DC: Il m’a fallu un certain temps pour me décider à appeler à voter pour Mélenchon. Par déformation professionnelle, je me méfie de la rhétorique et je pensais que le succès populaire du candidat du Front de Gauche tenait pour beaucoup à la reprise d’une vieille chanson dont la musique est agréable aux gens d’âges murs, sans que nous soyons bien certains d’en comprendre les paroles ou de les partager… Néanmoins, dans une élection, il faut se décider. Comme le Front de Gauche se prononçait assez clairement sur l’Europe – critique du pacte de stabilité et remise en cause de toute la mécanique maastrichtienne – sur la politique étrangère (par exemple la sortie de l’OTAN) ou sur la nécessité d’en finir avec la Ve République, j’ai estimé qu’il fallait le soutenir, car ce sont, selon moi, les questions essentielles en cause aujourd’hui. Le cinéma anti Le Pen me semblait assez secondaire. Le problème est que dès la fin de la campagne, la rhétorique avait pris le dessus : Mélenchon enfilait les belles phrases, les proclamations triomphalistes (« l’histoire nous donnera raison ») et délaissait la réponse aux questions concrètes que se posent les travailleurs – et pas seulement les afficionados qui venaient au spectacle Mélenchon super star.

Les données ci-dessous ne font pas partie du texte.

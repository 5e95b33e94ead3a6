//! Scoped, type-converting views onto table rows or columns.
//!
//! A block is acquired from a table through
//! [`NumericTableExt`](super::NumericTableExt) and released by
//! [`release`](BlockDescriptorMut::release) or by going out of scope. Mutable
//! blocks borrow their table exclusively, so overlapping writers and
//! use-after-release are compile errors rather than runtime hazards.

use std::borrow::Cow;
use std::fmt;
use std::ops::{Deref, DerefMut};

use tracing::{trace, warn};

use super::table::NumericTable;
use super::types::Scalar;
use crate::error::TableError;

/// How a mutable block will be used.
#[derive(Debug, Clone, Copy, PartialEq, Eq, Hash)]
pub enum AccessMode {
    /// Values are read; nothing is written back.
    ReadOnly,
    /// Values are written back on release; initial contents are unspecified.
    WriteOnly,
    /// Values are read on acquisition and written back on release.
    ReadWrite,
}

impl AccessMode {
    /// Returns true if the block is filled from the table on acquisition.
    #[inline]
    pub const fn reads(self) -> bool {
        matches!(self, AccessMode::ReadOnly | AccessMode::ReadWrite)
    }

    /// Returns true if the block is written back on release.
    #[inline]
    pub const fn writes(self) -> bool {
        matches!(self, AccessMode::WriteOnly | AccessMode::ReadWrite)
    }
}

/// The cells a block covers.
#[derive(Debug, Clone, Copy, PartialEq, Eq)]
pub enum BlockRegion {
    /// Rows `start..start + len`, every column, row-major.
    Rows { start: usize, len: usize },
    /// One column over rows `start..start + len`.
    Column {
        column: usize,
        start: usize,
        len: usize,
    },
}

impl BlockRegion {
    /// First row.
    #[inline]
    pub fn start(&self) -> usize {
        match *self {
            BlockRegion::Rows { start, .. } | BlockRegion::Column { start, .. } => start,
        }
    }

    /// Number of rows.
    #[inline]
    pub fn len(&self) -> usize {
        match *self {
            BlockRegion::Rows { len, .. } | BlockRegion::Column { len, .. } => len,
        }
    }

    /// Returns true if the region covers no rows.
    #[inline]
    pub fn is_empty(&self) -> bool {
        self.len() == 0
    }

    /// Covered rows as a range.
    #[inline]
    pub fn rows(&self) -> std::ops::Range<usize> {
        self.start()..self.start() + self.len()
    }
}

/// Allocate a zeroed buffer of `len` values, reporting failure instead of
/// aborting.
pub(crate) fn allocate<T: Clone + Default>(len: usize) -> Result<Vec<T>, TableError> {
    let mut buffer = Vec::new();
    buffer
        .try_reserve_exact(len)
        .map_err(|_| TableError::AllocationFailed {
            bytes: len.saturating_mul(std::mem::size_of::<T>()),
        })?;
    buffer.resize(len, T::default());
    Ok(buffer)
}

// =============================================================================
// Read-only block
// =============================================================================

/// Read-only view of a block of cells as `T`.
///
/// Dereferences to the row-major values. Borrowed from the table when no
/// conversion was needed, owned otherwise.
#[derive(Clone)]
pub struct BlockDescriptor<'a, T: Scalar> {
    values: Cow<'a, [T]>,
    region: BlockRegion,
    width: usize,
}

impl<'a, T: Scalar> BlockDescriptor<'a, T> {
    pub(crate) fn borrowed(values: &'a [T], region: BlockRegion, width: usize) -> Self {
        Self {
            values: Cow::Borrowed(values),
            region,
            width,
        }
    }

    pub(crate) fn owned(values: Vec<T>, region: BlockRegion, width: usize) -> Self {
        Self {
            values: Cow::Owned(values),
            region,
            width,
        }
    }

    /// The covered cells.
    pub fn region(&self) -> BlockRegion {
        self.region
    }

    /// Number of rows in the block.
    pub fn num_rows(&self) -> usize {
        self.region.len()
    }

    /// Number of values per row.
    pub fn num_columns(&self) -> usize {
        self.width
    }

    /// Returns true if the block points straight into table storage.
    pub fn is_borrowed(&self) -> bool {
        matches!(self.values, Cow::Borrowed(_))
    }

    /// Values of row `i` within the block.
    pub fn row(&self, i: usize) -> Option<&[T]> {
        let start = i.checked_mul(self.width)?;
        self.values.get(start..start + self.width)
    }

    /// Iterate over the block's rows.
    pub fn rows(&self) -> impl Iterator<Item = &[T]> {
        (0..self.num_rows()).filter_map(move |i| self.row(i))
    }

    /// Take the values, copying only if they are borrowed.
    pub fn into_owned(self) -> Vec<T> {
        self.values.into_owned()
    }

    /// Release the block. Equivalent to dropping it.
    pub fn release(self) {
        trace!(region = ?self.region, "released read-only block");
    }
}

impl<T: Scalar> Deref for BlockDescriptor<'_, T> {
    type Target = [T];

    fn deref(&self) -> &[T] {
        &self.values
    }
}

impl<T: Scalar> fmt::Debug for BlockDescriptor<'_, T> {
    fn fmt(&self, f: &mut fmt::Formatter<'_>) -> fmt::Result {
        f.debug_struct("BlockDescriptor")
            .field("region", &self.region)
            .field("width", &self.width)
            .field("borrowed", &self.is_borrowed())
            .field("values", &&*self.values)
            .finish()
    }
}

// =============================================================================
// Mutable block
// =============================================================================

enum BlockTarget<'a, T, N: ?Sized> {
    /// Edits go straight to table storage.
    Direct(&'a mut [T]),
    /// Edits go to a buffer converted back on flush.
    Staged { table: &'a mut N, buffer: Vec<T> },
    Released,
}

/// Mutable view of a block of cells as `T`.
///
/// Holds an exclusive borrow of the table until released. `WriteOnly` and
/// `ReadWrite` blocks write their values back on [`release`](Self::release);
/// a block dropped without release flushes as well, logging any failure.
pub struct BlockDescriptorMut<'a, T: Scalar, N: NumericTable + ?Sized> {
    target: BlockTarget<'a, T, N>,
    region: BlockRegion,
    width: usize,
    mode: AccessMode,
}

impl<'a, T: Scalar, N: NumericTable + ?Sized> BlockDescriptorMut<'a, T, N> {
    pub(crate) fn direct(
        values: &'a mut [T],
        region: BlockRegion,
        width: usize,
        mode: AccessMode,
    ) -> Self {
        Self {
            target: BlockTarget::Direct(values),
            region,
            width,
            mode,
        }
    }

    pub(crate) fn staged(
        table: &'a mut N,
        buffer: Vec<T>,
        region: BlockRegion,
        width: usize,
        mode: AccessMode,
    ) -> Self {
        Self {
            target: BlockTarget::Staged { table, buffer },
            region,
            width,
            mode,
        }
    }

    /// The covered cells.
    pub fn region(&self) -> BlockRegion {
        self.region
    }

    /// Access mode the block was acquired with.
    pub fn mode(&self) -> AccessMode {
        self.mode
    }

    /// Number of rows in the block.
    pub fn num_rows(&self) -> usize {
        self.region.len()
    }

    /// Number of values per row.
    pub fn num_columns(&self) -> usize {
        self.width
    }

    /// Returns true if edits go straight to table storage.
    pub fn is_direct(&self) -> bool {
        matches!(self.target, BlockTarget::Direct(_))
    }

    /// Mutable values of row `i` within the block.
    pub fn row_mut(&mut self, i: usize) -> Option<&mut [T]> {
        let width = self.width;
        let start = i.checked_mul(width)?;
        self.deref_mut().get_mut(start..start + width)
    }

    /// Write the block back (if its mode writes) and end the borrow.
    pub fn release(mut self) -> Result<(), TableError> {
        self.flush()
    }

    fn flush(&mut self) -> Result<(), TableError> {
        let target = std::mem::replace(&mut self.target, BlockTarget::Released);
        let BlockTarget::Staged { table, buffer } = target else {
            trace!(region = ?self.region, mode = ?self.mode, "released block");
            return Ok(());
        };
        if !self.mode.writes() {
            trace!(region = ?self.region, "released read-only staged block");
            return Ok(());
        }
        let src = T::wrap(&buffer);
        match self.region {
            BlockRegion::Rows { start, len } => table.write_rows(start..start + len, src)?,
            BlockRegion::Column { column, start, len } => {
                table.write_column(column, start..start + len, src)?
            }
        }
        trace!(region = ?self.region, "flushed staged block");
        Ok(())
    }
}

impl<T: Scalar, N: NumericTable + ?Sized> Deref for BlockDescriptorMut<'_, T, N> {
    type Target = [T];

    fn deref(&self) -> &[T] {
        match &self.target {
            BlockTarget::Direct(values) => values,
            BlockTarget::Staged { buffer, .. } => buffer,
            BlockTarget::Released => &[],
        }
    }
}

impl<T: Scalar, N: NumericTable + ?Sized> DerefMut for BlockDescriptorMut<'_, T, N> {
    fn deref_mut(&mut self) -> &mut [T] {
        match &mut self.target {
            BlockTarget::Direct(values) => values,
            BlockTarget::Staged { buffer, .. } => buffer,
            BlockTarget::Released => &mut [],
        }
    }
}

impl<T: Scalar, N: NumericTable + ?Sized> Drop for BlockDescriptorMut<'_, T, N> {
    fn drop(&mut self) {
        if matches!(self.target, BlockTarget::Released) {
            return;
        }
        if let Err(err) = self.flush() {
            warn!(region = ?self.region, error = %err, "failed to flush dropped block");
        }
    }
}

impl<T: Scalar, N: NumericTable + ?Sized> fmt::Debug for BlockDescriptorMut<'_, T, N> {
    fn fmt(&self, f: &mut fmt::Formatter<'_>) -> fmt::Result {
        f.debug_struct("BlockDescriptorMut")
            .field("region", &self.region)
            .field("width", &self.width)
            .field("mode", &self.mode)
            .field("direct", &self.is_direct())
            .field("values", &self.deref())
            .finish()
    }
}

#[cfg(test)]
mod tests {
    use super::*;
    use crate::data::{CsrTable, HomogenTable, NumericTableExt};

    #[test]
    fn access_mode_flags() {
        assert!(AccessMode::ReadOnly.reads());
        assert!(!AccessMode::ReadOnly.writes());
        assert!(!AccessMode::WriteOnly.reads());
        assert!(AccessMode::WriteOnly.writes());
        assert!(AccessMode::ReadWrite.reads() && AccessMode::ReadWrite.writes());
    }

    #[test]
    fn region_rows() {
        let region = BlockRegion::Column { column: 3, start: 2, len: 4 };
        assert_eq!(region.rows(), 2..6);
        assert!(!region.is_empty());
    }

    #[test]
    fn native_block_is_borrowed() {
        let table = HomogenTable::from_vec(vec![1.0f64, 2.0, 3.0, 4.0], 2, 2).unwrap();
        let block = table.get_block_of_rows::<f64>(0, 2).unwrap();
        assert!(block.is_borrowed());
        assert_eq!(block.row(1), Some(&[3.0, 4.0][..]));
        assert_eq!(block.rows().count(), 2);
    }

    #[test]
    fn converted_block_is_owned() {
        let table = HomogenTable::from_vec(vec![1.0f64, 2.0, 3.0, 4.0], 2, 2).unwrap();
        let block = table.get_block_of_rows::<i32>(0, 2).unwrap();
        assert!(!block.is_borrowed());
        assert_eq!(block.into_owned(), vec![1, 2, 3, 4]);
    }

    #[test]
    fn read_only_mutable_block_discards_edits() {
        let mut table = HomogenTable::from_vec(vec![1.0f64, 2.0], 1, 2).unwrap();
        {
            let mut block = table
                .get_block_of_rows_mut::<f64>(0, 1, AccessMode::ReadOnly)
                .unwrap();
            assert!(!block.is_direct());
            block[0] = 99.0;
            block.release().unwrap();
        }
        assert_eq!(table.as_slice(), &[1.0, 2.0]);
    }

    #[test]
    fn staged_block_flushes_on_drop() {
        let mut table = HomogenTable::<i16>::new(2, 2).unwrap();
        {
            let mut block = table
                .get_block_of_rows_mut::<f64>(1, 1, AccessMode::WriteOnly)
                .unwrap();
            block.copy_from_slice(&[7.6, -3.2]);
        }
        assert_eq!(table.as_slice(), &[0, 0, 7, -3]);
    }

    #[test]
    fn read_write_round_trip_through_conversion() {
        let mut table = HomogenTable::from_vec(vec![1.0f32, 2.0, 3.0], 3, 1).unwrap();
        let mut block = table
            .get_block_of_rows_mut::<f64>(0, 3, AccessMode::ReadWrite)
            .unwrap();
        for v in block.iter_mut() {
            *v *= 10.0;
        }
        block.release().unwrap();
        assert_eq!(table.as_slice(), &[10.0, 20.0, 30.0]);
    }

    #[test]
    fn row_mut_indexes_rows() {
        let mut table = CsrTable::<f64>::new(2, 3).unwrap();
        let mut block = table
            .get_block_of_rows_mut::<f64>(0, 2, AccessMode::ReadWrite)
            .unwrap();
        if let Some(row) = block.row_mut(1) {
            row[2] = 5.0;
        }
        assert!(block.row_mut(2).is_none());
        block.release().unwrap();
        assert_eq!(table.values(), &[5.0]);
        assert_eq!(table.column_indices(), &[2]);
    }

    #[test]
    fn allocate_zeroed() {
        let buffer = allocate::<u16>(4).unwrap();
        assert_eq!(buffer, vec![0; 4]);
    }
}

Le lendemain de l’élection présidentielle a confirmé ce pressentiment. On aurait pu s’attendre à que le Front de Gauche appelle ses électeurs (plus de 11% tout de même) à s’organiser, autour d’une perspective politique stratégique. On n’a rien vu de tout cela. Les boutiques qui composent le FdG n’ont aucune envie d’un dépassement de leur situation actuelle. Le PCF se croyait sauvé par le sauveur suprême Mélenchon et le PG s’apprêtait à encaisser les dividendes du résultat de cet attelage bizarre entre une sorte de gros groupe trotskyste à l’ancienne (le PG) et le vieux PCF aux os rompus et aux têtes chenues. C’est pourquoi l’élection présidentielle passée, nous avons eu droit à une nouvelle mise en scène : super Mélenchon contre l’horrible Marine Le Pen. On a trouvé Mélenchon courageux d’aller affronter la chef du FN à Hénin-Beaumont. Soit. Mais le courage au service d’une ligne politique erronée s’apparente, au mieux, à de la bêtise. Car en focalisant la campagne du FdG sur un « danger fasciste » inexistant (ou alors il faut changer de définition du fascisme), Mélenchon l’a fort opportunément détournée des questions essentielles : quelle était la tâche de la nouvelle Assemblée et du nouveau gouvernement ? Maintenant que le spectacle est terminé et que le rideau est tombé, on voit bien que ce sont pas les hordes lepénistes déferlant sur les locaux des syndicats qui constituent le question de l’heure, mais la capitulation rapide de Hollande face à Merkel : abandon des euro-bons, acceptation d’une plus grande intégration politique européenne, c’est-à-dire d’une discipline d’acier sur le modèle de celle qu’on impose à la Grèce, et bien sûr les conséquences sur la politique intérieure : pas de revalorisation du SMIC (le « honteux » 0,6%), coupe dans les effectifs de la fonction publique (on parle du non-remplacement de 2 fonctionnaires sur 3, sauf sans l’éducation nationale et la justice), impuissance face aux restructurations industrielles (pourquoi l’État n’exproprie-t-il pas Doux sans indemnités ?) et austérité sur toute la ligne. Même sur ce qui ne coûte rien, la morale, on est déjà en pleine reculade avec 4 nouveaux ministres inutiles (38 ministres pour un gouvernement prétendument « resserré » !) et la distribution des prébendes et sinécures qui a commencé. Qui va ramasser les fruits pourris de tout cela ? Mme Le Pen, évidemment ! Et elle pourra se vanter d’avoir été la seule à dénoncer la dictature de l’Europe et de ne pas faire partie du système.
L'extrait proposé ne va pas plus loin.